Exponential Smoothing

September 17, 2019

Agenda

Overview
Simple methods
Trend methods
Seasonal methods
Taxonomy of Exponential Smoothing Methods
Innovations State Space Models
Estimation and Model Selection
Forecasting with ETS models

Overview

What’s exponential smoothing?

When making predictions, weight recent observations more than older observations
Specifically, decrease weights geometrically / exponentially when moving backward
Window function (a.k.a. apodization function or tapering function)
- zero-valued outside of some chosen interval
- normally symmetric around middle of interval
- typically near maximum in the middle and tapering away from there
Easily learned and applied (i.e. signal processing community in 1940’s)
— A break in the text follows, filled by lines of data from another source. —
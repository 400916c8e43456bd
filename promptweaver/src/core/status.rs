//! Stage status enum.

use serde::{Deserialize, Serialize};
use std::fmt;

/// The execution status of a stage within a run.
#[derive(Debug, Clone, Copy, PartialEq, Eq, Hash, Default, Serialize, Deserialize)]
#[serde(rename_all = "snake_case")]
pub enum StageStatus {
    /// Stage is waiting for its turn.
    #[default]
    Pending,
    /// Stage is currently calling the backend.
    Running,
    /// Stage produced its output.
    Completed,
    /// Stage exhausted its attempts.
    Failed,
}

impl StageStatus {
    /// Returns true if the stage will not change state again.
    #[must_use]
    pub fn is_terminal(self) -> bool {
        matches!(self, Self::Completed | Self::Failed)
    }
}

impl fmt::Display for StageStatus {
    fn fmt(&self, f: &mut fmt::Formatter<'_>) -> fmt::Result {
        match self {
            Self::Pending => write!(f, "pending"),
            Self::Running => write!(f, "running"),
            Self::Completed => write!(f, "completed"),
            Self::Failed => write!(f, "failed"),
        }
    }
}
Simple Exponential Smoothing

SES Methods

Time series \(y_1,y_2,\dots,y_T\).

Random walk forecast

\[ \begin{aligned} \hat{y}_{T+h|T} = y_T \end{aligned} \]

Average forecast

\[ \begin{aligned} \hat{y}_{T+h|T} = \frac1T\sum_{t=1}^T y_t \end{aligned} \]
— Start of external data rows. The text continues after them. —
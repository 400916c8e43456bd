//! Event sink trait and implementations.

use super::PipelineEvent;
use async_trait::async_trait;
use parking_lot::RwLock;
use tracing::{debug, info, warn, Level};

/// Trait for sinks that receive pipeline events.
///
/// The orchestrator takes one of these as its logger. Implementations must
/// never fail the run; errors are logged and suppressed.
#[async_trait]
pub trait EventSink: Send + Sync {
    /// Emits an event asynchronously.
    async fn emit(&self, event: &PipelineEvent);

    /// Tries to emit an event without blocking.
    fn try_emit(&self, event: &PipelineEvent);
}

/// A no-op event sink that discards all events.
///
/// Used as the default when no sink is configured.
#[derive(Debug, Clone, Copy, Default)]
pub struct NoOpEventSink;

#[async_trait]
impl EventSink for NoOpEventSink {
    async fn emit(&self, _event: &PipelineEvent) {}

    fn try_emit(&self, _event: &PipelineEvent) {}
}

/// An event sink that logs events using the tracing framework.
#[derive(Debug, Clone)]
pub struct LoggingEventSink {
    level: Level,
}

impl Default for LoggingEventSink {
    fn default() -> Self {
        Self { level: Level::INFO }
    }
}

impl LoggingEventSink {
    /// Creates a new logging event sink with the specified level.
    #[must_use]
    pub fn new(level: Level) -> Self {
        Self { level }
    }

    /// Creates a debug-level logging sink.
    #[must_use]
    pub fn debug() -> Self {
        Self::new(Level::DEBUG)
    }

    fn log_event(&self, event: &PipelineEvent) {
        let event_type = event.event_type();
        let data = event.to_json();

        // Failures are always worth a warning, whatever the configured level.
        if matches!(
            event,
            PipelineEvent::StageFailed { .. } | PipelineEvent::PipelineDegraded { .. }
        ) {
            warn!(event_type, event_data = %data, "Event: {}", event_type);
            return;
        }

        if self.level == Level::DEBUG {
            debug!(event_type, event_data = %data, "Event: {}", event_type);
        } else {
            info!(event_type, event_data = %data, "Event: {}", event_type);
        }
    }
}

#[async_trait]
impl EventSink for LoggingEventSink {
    async fn emit(&self, event: &PipelineEvent) {
        self.log_event(event);
    }

    fn try_emit(&self, event: &PipelineEvent) {
        self.log_event(event);
    }
}

/// A collecting event sink for testing purposes.
#[derive(Debug, Default)]
pub struct CollectingEventSink {
    events: RwLock<Vec<PipelineEvent>>,
}

impl CollectingEventSink {
    /// Creates a new collecting sink.
    #[must_use]
    pub fn new() -> Self {
        Self::default()
    }

    /// Returns all collected events.
    #[must_use]
    pub fn events(&self) -> Vec<PipelineEvent> {
        self.events.read().clone()
    }

    /// Returns the number of collected events.
    #[must_use]
    pub fn len(&self) -> usize {
        self.events.read().len()
    }

    /// Returns true if no events have been collected.
    #[must_use]
    pub fn is_empty(&self) -> bool {
        self.events.read().is_empty()
    }

    /// Clears all collected events.
    pub fn clear(&self) {
        self.events.write().clear();
    }

    /// Returns events matching a type prefix, e.g. `"stage."`.
    #[must_use]
    pub fn events_of_type(&self, type_prefix: &str) -> Vec<PipelineEvent> {
        self.events
            .read()
            .iter()
            .filter(|e| e.event_type().starts_with(type_prefix))
            .cloned()
            .collect()
    }
}

#[async_trait]
impl EventSink for CollectingEventSink {
    async fn emit(&self, event: &PipelineEvent) {
        self.events.write().push(event.clone());
    }

    fn try_emit(&self, event: &PipelineEvent) {
        self.events.write().push(event.clone());
    }
}

#[cfg(test)]
mod tests {
    use super::*;
    use crate::stages::StageName;

    fn started(stage: StageName) -> PipelineEvent {
        PipelineEvent::StageStarted {
            stage,
            inputs: Vec::new(),
        }
    }

    #[tokio::test]
    async fn test_noop_sink() {
        let sink = NoOpEventSink;
        sink.emit(&started(StageName::Analyze)).await;
        sink.try_emit(&started(StageName::Draft));
    }

    #[tokio::test]
    async fn test_logging_sink() {
        let sink = LoggingEventSink::debug();
        sink.emit(&started(StageName::Analyze)).await;
        sink.try_emit(&PipelineEvent::PipelineDegraded {
            run_id: "r".into(),
            reason: "backend down".into(),
        });
    }

    #[tokio::test]
    async fn test_collecting_sink() {
        let sink = CollectingEventSink::new();
        assert!(sink.is_empty());

        sink.emit(&started(StageName::Analyze)).await;
        sink.try_emit(&PipelineEvent::StageCompleted {
            stage: StageName::Analyze,
            attempts: 1,
            duration_ms: 1.0,
            output_chars: 10,
        });

        assert_eq!(sink.len(), 2);
        let events = sink.events();
        assert_eq!(events[0].event_type(), "stage.started");
        assert_eq!(events[1].event_type(), "stage.completed");
    }

    #[tokio::test]
    async fn test_collecting_sink_filter_and_clear() {
        let sink = CollectingEventSink::new();
        sink.emit(&started(StageName::Analyze)).await;
        sink.emit(&PipelineEvent::PipelineCompleted {
            run_id: "r".into(),
            duration_ms: 2.0,
        })
        .await;

        assert_eq!(sink.events_of_type("stage.").len(), 1);
        assert_eq!(sink.events_of_type("pipeline.").len(), 1);

        sink.clear();
        assert!(sink.is_empty());
    }
}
Consider a happy median that privileges recent information…

Simple Exponential Smoothing

SES Methods

Forecast equation \[ \begin{aligned} \hat{y}_{T+1|T} = \alpha y_T + \alpha(1-\alpha) y_{T-1} + \alpha(1-\alpha)^2 y_{T-2}+ \cdots \end{aligned} \] where \(0 \le \alpha \le1\)

Weighted moving average with weights that decrease exponentially

for \(y_{T}\) and \(\alpha = .2\), the weighting is \(.2\)
for \(y_{T-1}\), the weighting is \(.2 * (1 - .2) = .16\)
for \(y_{T-2}\), \(.2 * (1 - .2)^2 = .128\)
etc.

Simple Exponential Smoothing

Component Form

Component form: forecast equation \[ \begin{align*} \hat{y}_{t+h|t} = \ell_{t} \end{align*} \]
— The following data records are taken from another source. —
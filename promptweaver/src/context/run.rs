//! One end-to-end execution of the pipeline.

use super::{OutputBag, RunIdentity, StageInputs};
use crate::core::{Mode, StageOutput};
use crate::errors::{OutputConflictError, TemplateError};
use crate::stages::{Stage, StageName};

/// A single pipeline execution.
///
/// The run owns the instruction, the ordered stage list for its mode and the
/// outputs produced so far. Outputs are appended strictly in declaration
/// order, so `outputs.completion_order()` is always a prefix of the plan.
#[derive(Debug, Clone)]
pub struct Run {
    identity: RunIdentity,
    instruction: String,
    mode: Mode,
    stages: Vec<Stage>,
    outputs: OutputBag,
}

impl Run {
    /// Creates a new run over an already validated stage list.
    #[must_use]
    pub fn new(instruction: impl Into<String>, mode: Mode, stages: Vec<Stage>) -> Self {
        Self {
            identity: RunIdentity::new(),
            instruction: instruction.into(),
            mode,
            stages,
            outputs: OutputBag::new(),
        }
    }

    /// Returns the run identity.
    #[must_use]
    pub fn identity(&self) -> &RunIdentity {
        &self.identity
    }

    /// Returns the instruction.
    #[must_use]
    pub fn instruction(&self) -> &str {
        &self.instruction
    }

    /// Returns the mode.
    #[must_use]
    pub fn mode(&self) -> Mode {
        self.mode
    }

    /// Returns the ordered stage list.
    #[must_use]
    pub fn stages(&self) -> &[Stage] {
        &self.stages
    }

    /// Returns the outputs recorded so far.
    #[must_use]
    pub fn outputs(&self) -> &OutputBag {
        &self.outputs
    }

    /// Returns the next stage without output, if any.
    #[must_use]
    pub fn next_pending(&self) -> Option<&Stage> {
        self.stages.get(self.outputs.len())
    }

    /// Returns true once every stage has an output.
    #[must_use]
    pub fn is_complete(&self) -> bool {
        self.outputs.len() == self.stages.len()
    }

    /// Collects the declared inputs for `stage`.
    ///
    /// # Errors
    ///
    /// Returns a `TemplateError` if a dependency has no output yet.
    pub fn inputs_for<'a>(&'a self, stage: &Stage) -> Result<StageInputs<'a>, TemplateError> {
        StageInputs::collect(stage, &self.outputs)
    }

    /// Appends the output of the next pending stage.
    ///
    /// # Errors
    ///
    /// Returns `OutputConflictError` if `stage` is not the next pending
    /// stage or already has an output.
    pub fn record(&mut self, stage: StageName, output: StageOutput) -> Result<(), OutputConflictError> {
        match self.next_pending() {
            Some(next) if next.name == stage => self.outputs.set(stage, output),
            Some(next) => Err(OutputConflictError::new(
                stage.as_str(),
                format!("out of order: '{}' must complete first", next.name),
            )),
            None => Err(OutputConflictError::new(
                stage.as_str(),
                "run already has every output",
            )),
        }
    }

    /// Returns the output of the last stage once the run is complete.
    #[must_use]
    pub fn final_output(&self) -> Option<&StageOutput> {
        if !self.is_complete() {
            return None;
        }
        self.stages
            .last()
            .and_then(|stage| self.outputs.get(stage.name))
    }

    /// Consumes the run, returning the outputs in completion order.
    #[must_use]
    pub fn into_outputs(self) -> Vec<StageOutput> {
        self.outputs.into_outputs()
    }
}

#[cfg(test)]
mod tests {
    use super::*;
    use crate::stages::{analyze, draft, finalize};

    fn lean_stages() -> Vec<Stage> {
        vec![
            analyze(),
            draft().with_dependency(StageName::Analyze),
            finalize(true).with_dependency(StageName::Draft),
        ]
    }

    #[test]
    fn test_record_in_order() {
        let mut run = Run::new("Write a haiku", Mode::Lean, lean_stages());
        assert_eq!(run.next_pending().unwrap().name, StageName::Analyze);

        run.record(StageName::Analyze, StageOutput::new("analyze", "a"))
            .unwrap();
        run.record(StageName::Draft, StageOutput::new("draft", "d"))
            .unwrap();
        assert!(!run.is_complete());
        assert!(run.final_output().is_none());

        run.record(StageName::Finalize, StageOutput::new("finalize", "# Haiku"))
            .unwrap();
        assert!(run.is_complete());
        assert_eq!(run.final_output().unwrap().text, "# Haiku");
    }

    #[test]
    fn test_record_out_of_order_rejected() {
        let mut run = Run::new("x", Mode::Lean, lean_stages());
        let err = run
            .record(StageName::Draft, StageOutput::new("draft", "d"))
            .unwrap_err();
        assert!(err.message.contains("analyze"));
        assert!(run.outputs().is_empty());
    }

    #[test]
    fn test_inputs_for_requires_dependencies() {
        let run = Run::new("x", Mode::Lean, lean_stages());
        let draft_stage = run.stages()[1].clone();
        assert!(run.inputs_for(&draft_stage).is_err());
    }
}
Component form: smoothing equation \[ \begin{align*} \ell_{t} = \alpha y_{t} + (1 - \alpha)\ell_{t-1} \end{align*} \]

\(\ell_t\) is level / smoothed value of series at time \(t\)

\(\hat{y}_{t+1|t} = \alpha y_t + (1-\alpha) \hat{y}_{t|t-1}\)
Iterate for exponentially weighted moving average form

Simple Exponential Smoothing

Weighted Average Form

Weighted average form \[ \begin{align*} \hat{y}_{T+1|T}=\sum_{j=0}^{T-1} \alpha(1-\alpha)^j y_{T-j}+(1-\alpha)^T \ell_{0} \end{align*} \]

Simple Exponential Smoothing

Optimization

To choose value for \(\alpha\) and \(\ell_0\), minimize SSE: \[ \begin{aligned} \text{SSE}=\sum_{t=1}^T(y_t - \hat{y}_{t|t-1})^2. \end{aligned} \]

Unlike regression, no closed-form solution so use numerical optimization

Simple Exponential Smoothing

Example: Oil production

oildata <- window(oil, start=1996)
fc <- ses(oildata, h=5)
autoplot(fc) +
  autolayer(fitted(fc), series="Fitted") +
  ylab("Oil (millions of tonnes)") + xlab("Year")

Simple Exponential Smoothing

Example: Oil production

Trend Methods

Holt’s Linear Trend

Component form: forecast \[ \begin{align*} \hat{y}_{t+h|t} &= \ell_{t+h}b_{t} \end{align*} \]

Component form: level \[ \begin{align*} \ell_{t} &= \alpha y_{t} + (1 - \alpha)(\ell_{t-1} + b_{t-1}) \end{align*} \]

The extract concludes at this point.